# ASSIGNED TASK:
Examine each line of the data, and copy the ones containing "MaxLines".

Saved entries:
■ ■ ■ ■ ■

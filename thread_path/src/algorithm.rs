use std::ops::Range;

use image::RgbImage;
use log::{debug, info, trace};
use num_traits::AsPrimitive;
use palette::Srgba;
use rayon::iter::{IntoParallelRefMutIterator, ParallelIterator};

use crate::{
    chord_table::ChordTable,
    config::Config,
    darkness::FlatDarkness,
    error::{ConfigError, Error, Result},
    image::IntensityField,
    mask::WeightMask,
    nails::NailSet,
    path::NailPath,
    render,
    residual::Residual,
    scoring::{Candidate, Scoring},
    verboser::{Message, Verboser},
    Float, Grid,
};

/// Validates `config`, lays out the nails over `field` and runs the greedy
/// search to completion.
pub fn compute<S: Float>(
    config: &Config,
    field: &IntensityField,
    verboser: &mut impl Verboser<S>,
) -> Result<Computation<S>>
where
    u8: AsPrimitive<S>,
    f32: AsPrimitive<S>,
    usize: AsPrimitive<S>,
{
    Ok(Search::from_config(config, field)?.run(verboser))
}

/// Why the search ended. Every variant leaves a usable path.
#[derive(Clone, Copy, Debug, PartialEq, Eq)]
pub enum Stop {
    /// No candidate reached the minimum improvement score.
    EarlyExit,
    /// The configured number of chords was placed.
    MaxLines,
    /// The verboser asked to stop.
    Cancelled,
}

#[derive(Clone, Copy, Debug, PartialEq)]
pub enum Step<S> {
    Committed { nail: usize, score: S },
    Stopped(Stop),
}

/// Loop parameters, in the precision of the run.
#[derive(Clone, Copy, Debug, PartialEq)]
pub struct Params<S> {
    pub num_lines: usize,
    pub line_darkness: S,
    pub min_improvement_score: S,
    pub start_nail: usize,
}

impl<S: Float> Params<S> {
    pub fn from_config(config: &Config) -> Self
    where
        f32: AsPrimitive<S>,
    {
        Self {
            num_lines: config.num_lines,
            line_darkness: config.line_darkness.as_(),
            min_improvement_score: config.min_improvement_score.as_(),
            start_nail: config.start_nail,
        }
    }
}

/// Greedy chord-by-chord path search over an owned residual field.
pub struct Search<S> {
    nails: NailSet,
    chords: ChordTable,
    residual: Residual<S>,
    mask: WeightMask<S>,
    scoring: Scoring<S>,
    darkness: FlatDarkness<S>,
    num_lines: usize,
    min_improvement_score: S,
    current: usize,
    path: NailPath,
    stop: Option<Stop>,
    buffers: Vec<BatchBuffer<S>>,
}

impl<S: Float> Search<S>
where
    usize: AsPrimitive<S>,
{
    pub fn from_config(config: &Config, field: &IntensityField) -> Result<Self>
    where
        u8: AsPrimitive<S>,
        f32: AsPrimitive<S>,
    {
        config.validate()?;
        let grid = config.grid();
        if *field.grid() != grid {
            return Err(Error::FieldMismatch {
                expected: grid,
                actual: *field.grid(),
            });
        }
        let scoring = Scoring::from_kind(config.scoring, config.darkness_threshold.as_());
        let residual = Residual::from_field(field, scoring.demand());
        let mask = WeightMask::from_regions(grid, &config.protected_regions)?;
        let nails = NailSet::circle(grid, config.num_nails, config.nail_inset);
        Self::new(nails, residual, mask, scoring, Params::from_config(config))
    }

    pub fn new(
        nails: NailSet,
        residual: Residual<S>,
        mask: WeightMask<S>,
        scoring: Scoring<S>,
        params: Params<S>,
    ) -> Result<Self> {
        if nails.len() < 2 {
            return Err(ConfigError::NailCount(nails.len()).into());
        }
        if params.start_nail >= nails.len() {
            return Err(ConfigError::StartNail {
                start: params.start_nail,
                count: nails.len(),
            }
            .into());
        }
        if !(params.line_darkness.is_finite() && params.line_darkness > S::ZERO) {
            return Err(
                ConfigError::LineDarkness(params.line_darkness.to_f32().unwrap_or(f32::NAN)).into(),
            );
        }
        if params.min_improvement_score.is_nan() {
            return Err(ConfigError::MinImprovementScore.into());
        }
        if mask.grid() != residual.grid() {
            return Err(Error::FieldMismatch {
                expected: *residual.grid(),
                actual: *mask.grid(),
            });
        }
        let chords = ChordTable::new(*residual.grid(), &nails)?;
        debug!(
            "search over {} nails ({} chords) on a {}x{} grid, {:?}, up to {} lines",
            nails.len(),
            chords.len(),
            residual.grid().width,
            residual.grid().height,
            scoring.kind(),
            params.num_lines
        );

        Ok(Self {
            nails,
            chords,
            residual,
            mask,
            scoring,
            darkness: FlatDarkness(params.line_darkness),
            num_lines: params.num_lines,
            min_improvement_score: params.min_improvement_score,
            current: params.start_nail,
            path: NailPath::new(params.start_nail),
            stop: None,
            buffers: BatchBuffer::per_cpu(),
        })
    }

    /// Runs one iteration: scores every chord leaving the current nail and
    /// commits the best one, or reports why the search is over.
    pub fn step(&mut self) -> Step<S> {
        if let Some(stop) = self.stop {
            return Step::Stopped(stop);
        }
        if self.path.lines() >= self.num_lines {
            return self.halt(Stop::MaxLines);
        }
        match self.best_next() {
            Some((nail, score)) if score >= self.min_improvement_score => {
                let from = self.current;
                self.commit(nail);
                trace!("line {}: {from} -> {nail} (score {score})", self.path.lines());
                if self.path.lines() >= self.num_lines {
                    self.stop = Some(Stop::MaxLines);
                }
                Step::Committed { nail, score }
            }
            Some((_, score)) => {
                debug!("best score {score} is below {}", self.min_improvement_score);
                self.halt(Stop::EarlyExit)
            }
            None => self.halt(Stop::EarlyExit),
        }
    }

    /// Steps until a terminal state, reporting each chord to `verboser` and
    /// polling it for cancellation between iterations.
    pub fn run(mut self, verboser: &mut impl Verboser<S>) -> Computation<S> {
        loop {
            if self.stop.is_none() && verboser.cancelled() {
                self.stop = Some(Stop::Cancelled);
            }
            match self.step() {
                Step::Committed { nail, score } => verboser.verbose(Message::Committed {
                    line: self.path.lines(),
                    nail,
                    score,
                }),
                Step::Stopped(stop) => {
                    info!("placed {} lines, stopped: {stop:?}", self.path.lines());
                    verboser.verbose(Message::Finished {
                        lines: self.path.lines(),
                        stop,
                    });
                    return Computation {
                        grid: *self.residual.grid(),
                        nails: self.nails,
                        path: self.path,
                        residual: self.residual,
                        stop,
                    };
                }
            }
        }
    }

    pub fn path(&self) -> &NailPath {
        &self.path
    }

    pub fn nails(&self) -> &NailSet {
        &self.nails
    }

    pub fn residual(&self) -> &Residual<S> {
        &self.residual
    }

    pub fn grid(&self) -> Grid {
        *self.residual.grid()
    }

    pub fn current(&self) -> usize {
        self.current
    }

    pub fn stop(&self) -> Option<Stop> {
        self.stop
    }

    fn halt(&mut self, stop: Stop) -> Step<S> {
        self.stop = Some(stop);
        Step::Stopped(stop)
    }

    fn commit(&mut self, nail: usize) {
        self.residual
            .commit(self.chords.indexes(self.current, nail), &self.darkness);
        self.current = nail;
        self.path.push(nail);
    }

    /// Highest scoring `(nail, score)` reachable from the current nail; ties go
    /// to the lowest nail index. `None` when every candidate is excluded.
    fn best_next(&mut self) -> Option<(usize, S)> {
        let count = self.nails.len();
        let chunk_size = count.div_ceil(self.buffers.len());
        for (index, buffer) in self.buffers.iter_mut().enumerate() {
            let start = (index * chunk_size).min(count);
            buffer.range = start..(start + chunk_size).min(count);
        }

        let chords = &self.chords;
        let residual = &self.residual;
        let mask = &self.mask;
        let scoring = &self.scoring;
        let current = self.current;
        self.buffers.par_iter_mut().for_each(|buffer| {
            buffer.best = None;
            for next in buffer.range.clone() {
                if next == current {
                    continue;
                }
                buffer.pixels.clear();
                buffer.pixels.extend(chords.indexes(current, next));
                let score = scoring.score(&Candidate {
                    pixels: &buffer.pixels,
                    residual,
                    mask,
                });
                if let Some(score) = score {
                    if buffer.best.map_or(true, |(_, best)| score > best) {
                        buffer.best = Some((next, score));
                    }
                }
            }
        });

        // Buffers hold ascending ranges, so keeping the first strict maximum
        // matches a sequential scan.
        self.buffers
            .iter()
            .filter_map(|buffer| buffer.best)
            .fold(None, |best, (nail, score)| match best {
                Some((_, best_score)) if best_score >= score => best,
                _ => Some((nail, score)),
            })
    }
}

■ ■ ■ ■ ■

# SOLUTION FOR THIS EXERCISE:
    MaxLines,
            return self.halt(Stop::MaxLines);
                    self.stop = Some(Stop::MaxLines);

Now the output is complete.